Strength and power athletes require high degrees of motor control, force output, and neuromuscular activity in order to elicit maximal performance in training and competition. The role of a warm-up in one’s training program should address key concepts of human physiology and performance to build a stronger, faster, healthier athlete and/or client.

snatch-warm-up j2fit weightlifting

In this article, we will discuss the primary benefits of a thorough warm-up that will prepare athletes for optimal performance.

Why Warm Up

Although warm-up philosophies differ across the board, the fundamental benefits of a sound warm-up regimen are:

  • Increased Body and Muscle Temperature: Enhanced body and muscle temperature will improve circulation and improve elasticity in muscles.
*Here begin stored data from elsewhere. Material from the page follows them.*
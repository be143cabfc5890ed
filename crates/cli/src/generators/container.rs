use anyhow::{Result, bail};
use strz_core::actions::Action;
use strz_core::naming::{same_identifier, to_kebab_case, to_pascal_case};
use strz_core::prompt::{Answers, Choice, Prompter, Question};
use strz_core::relationships::{CollectOptions, RelationshipType, collect_relationships};
use strz_core::validation::{
    CONTAINER_NAME, SYSTEM_NAME, ValidatorChain, duplicated_system_name, string_empty,
    validate_duplicated_elements,
};
use strz_core::workspace::{
    BaseElement, ModelElement, WORKSPACE_FILE, WorkspaceElement,
    resolve_available_archetype_elements,
};

use super::{
    ELEMENT_INDENT, GeneratorContext, MODEL_INDENT, Plan, escape_quoted, include_action, markers,
    name_choices, named, relationship_actions, relationship_file,
};

pub const CONTAINER_DESCRIPTION: &str = "containerDescription";
pub const CONTAINER_TECHNOLOGY: &str = "containerTechnology";
pub const CONTAINER_ARCHETYPE: &str = "containerArchetype";
pub const CONTAINER_CREATE_VIEW: &str = "containerCreateView";

pub fn plan(ctx: &GeneratorContext, prompter: &mut dyn Prompter) -> Result<Plan> {
    let workspace_dir = ctx.workspace_dir()?;
    let snapshot = ctx.snapshot();

    let systems = ctx.internal_systems();
    if systems.is_empty() {
        bail!("No software system to add a container to; run `strz system` first");
    }
    let archetypes = archetype_question(
        CONTAINER_ARCHETYPE,
        "container",
        resolve_available_archetype_elements(workspace_dir, BaseElement::Container),
    );

    let mut questions = vec![
        Question::select(SYSTEM_NAME, "Software system:", name_choices(&systems)),
        Question::input(CONTAINER_NAME, "Container name:").with_validator(
            ValidatorChain::new()
                .with(string_empty)
                .with(duplicated_system_name)
                .with(validate_duplicated_elements(snapshot)),
        ),
        Question::input(CONTAINER_DESCRIPTION, "Container description:").with_default(""),
        Question::input(CONTAINER_TECHNOLOGY, "Container technology:").with_default(""),
    ];
    questions.extend(archetypes);
    questions.push(Question::confirm(
        CONTAINER_CREATE_VIEW,
        "Create the system's container view if missing?",
        true,
    ));

    let mut data = Answers::new().with(CONTAINER_ARCHETYPE, "container");
    data.extend(prompter.ask(&questions, &data)?);

    let system = data.text(SYSTEM_NAME);
    let name = data.text(CONTAINER_NAME);
    let system_id = to_pascal_case(&system);
    let system_file = to_kebab_case(&system);
    let id = to_pascal_case(&name);
    let file = to_kebab_case(&name);
    data.insert("systemId", system_id.clone());
    data.insert("systemFile", system_file.clone());
    data.insert("containerId", id.clone());
    data.insert("containerFile", file.clone());
    data.insert("viewKey", format!("{system_id}-Containers"));
    data.insert("viewDescription", format!("Containers of {system}"));
    data.insert("viewScopeId", system_id);

    let options = CollectOptions::new(ctx.relationship_defaults(RelationshipType::Incoming))
        .with_filter(|element: &ModelElement| !same_identifier(&element.name, &system));
    let relationships = collect_relationships(prompter, &name, snapshot, &options, &data)?;

    let path = format!("model/systems/{system_file}/{file}.dsl");
    let system_path = format!("model/systems/{system_file}.dsl");
    let view = format!("views/{system_file}-containers.dsl");
    let mut actions = vec![
        Action::create(&path, named("container/container.dsl")).skip_if_exists(),
        include_action(
            &system_path,
            markers::CONTAINERS,
            &format!("{system_file}/{file}.dsl"),
            ELEMENT_INDENT,
        )?,
        Action::create(&view, named("view/container.dsl"))
            .skip_if_exists()
            .when(|answers: &Answers| Ok(answers.flag(CONTAINER_CREATE_VIEW))),
        include_action(WORKSPACE_FILE, markers::VIEWS, &view, MODEL_INDENT)?
            .when(|answers: &Answers| Ok(answers.flag(CONTAINER_CREATE_VIEW))),
    ];
    actions.extend(relationship_actions(
        workspace_dir,
        &id,
        &relationship_file(Some(&system), None, &name),
        &relationships,
        "->",
    )?);

    escape_quoted(
        &mut data,
        &[CONTAINER_NAME, CONTAINER_DESCRIPTION, CONTAINER_TECHNOLOGY, "viewDescription"],
    );
    Ok(Plan::new(workspace_dir, data, actions))
}

/// Optional archetype pick; `keyword` is the plain DSL element keyword used
/// when no archetype applies. Nothing is asked when no archetype exists.
pub(crate) fn archetype_question<'a>(
    name: &str,
    keyword: &str,
    archetypes: Vec<WorkspaceElement>,
) -> Option<Question<'a>> {
    if archetypes.is_empty() {
        return None;
    }

    let mut choices = vec![Choice::new(format!("{keyword} (no archetype)"), keyword)];
    choices.extend(
        archetypes
            .into_iter()
            .map(|archetype| Choice::new(archetype.name.clone(), archetype.name)),
    );
    Some(Question::select(name, "Archetype:", choices).with_default(keyword))
}

#[cfg(test)]
mod tests {
    use super::*;
    use crate::generators::test_support::{SNAPSHOT, descriptions, workspace};
    use std::fs;
    use strz_core::prompt::ScriptedPrompter;
    use strz_core::relationships::TARGETS_QUESTION;

    #[test]
    fn test_container_plan() {
        let (_temp_dir, ctx) = workspace(Some(SNAPSHOT));
        let mut prompter = ScriptedPrompter::new(vec![
            Answers::new()
                .with(SYSTEM_NAME, "Internet Banking")
                .with(CONTAINER_NAME, "Web App")
                .with(CONTAINER_TECHNOLOGY, "React"),
            Answers::new(),
        ]);

        let plan = plan(&ctx, &mut prompter).unwrap();
        assert_eq!(plan.data.get("containerId"), Some("WebApp"));
        assert_eq!(plan.data.get(CONTAINER_ARCHETYPE), Some("container"));
        assert_eq!(plan.data.get("viewKey"), Some("InternetBanking-Containers"));
        assert_eq!(
            descriptions(&plan),
            vec![
                "create model/systems/internet-banking/web-app.dsl",
                "append to model/systems/internet-banking.dsl",
                "create views/internet-banking-containers.dsl",
                "append to workspace.dsl",
            ]
        );
    }

    #[test]
    fn test_own_system_is_not_a_relationship_target() {
        let (_temp_dir, ctx) = workspace(Some(SNAPSHOT));
        let mut prompter = ScriptedPrompter::new(vec![
            Answers::new()
                .with(SYSTEM_NAME, "Internet Banking")
                .with(CONTAINER_NAME, "Worker"),
            Answers::new().with(TARGETS_QUESTION, vec!["InternetBanking".to_string()]),
        ]);

        // the own system is not among the choices, so picking it fails
        assert!(plan(&ctx, &mut prompter).is_err());
    }

    #[test]
    fn test_container_named_like_its_system_is_rejected() {
        let (_temp_dir, ctx) = workspace(None);
        let systems = ctx.workspace_dir.as_ref().unwrap().join("model/systems");
        fs::create_dir_all(&systems).unwrap();
        fs::write(systems.join("payments.dsl"), "x").unwrap();

        let mut prompter = ScriptedPrompter::new(vec![
            Answers::new()
                .with(SYSTEM_NAME, "payments")
                .with(CONTAINER_NAME, "Payments"),
        ]);
        let err = plan(&ctx, &mut prompter).unwrap_err();
        assert!(err.to_string().contains("parent software system"));
    }

    #[test]
    fn test_archetype_is_offered_when_present() {
        let (_temp_dir, ctx) = workspace(None);
        let dir = ctx.workspace_dir.as_ref().unwrap();
        fs::create_dir_all(dir.join("model/systems")).unwrap();
        fs::write(dir.join("model/systems/payments.dsl"), "x").unwrap();
        fs::create_dir_all(dir.join("archetypes")).unwrap();
        fs::write(dir.join("archetypes/1_microservice_container.dsl"), "x").unwrap();

        let mut prompter = ScriptedPrompter::new(vec![
            Answers::new()
                .with(SYSTEM_NAME, "payments")
                .with(CONTAINER_NAME, "Ledger")
                .with(CONTAINER_ARCHETYPE, "microservice"),
        ]);
        let plan = plan(&ctx, &mut prompter).unwrap();
        assert_eq!(plan.data.get(CONTAINER_ARCHETYPE), Some("microservice"));
    }

    #[test]
    fn test_no_system_fails_before_prompting() {
        let (_temp_dir, ctx) = workspace(None);
        let mut prompter = ScriptedPrompter::new(vec![]);

        assert!(plan(&ctx, &mut prompter).is_err());
        assert_eq!(prompter.calls(), 0);
    }
}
Additionally, increased muscle temperature during warm-ups of 15-20 minutes may decrease muscle soreness without sacrificing force output.
  • Improved Blood Flow: Vasodilation (widening of blood vessels) allows for improved blood flow to active muscle tissue delivering oxygen-rich blood and removing performance hindering CO2 and byproducts from active tissues during exercise.
  • Increased Blood Temperature: Increased blood temperature weakens the binding between hemoglobin (oxygen carrying molecule) and oxygen, allowing for greater delivery of oxygen to active tissues.
  • Potential Improved Range of Motion: Enhanced circulation and body temperature allows for a better environment to train the full range of motion.
  • Enhanced Neuromuscular Activity: Increase neural drive during training allows improved motor control and muscle contractions.
  • Enhanced Mental Preparation: Preparing athletes/clients for the training session will allow them to become more focused and aware of their body.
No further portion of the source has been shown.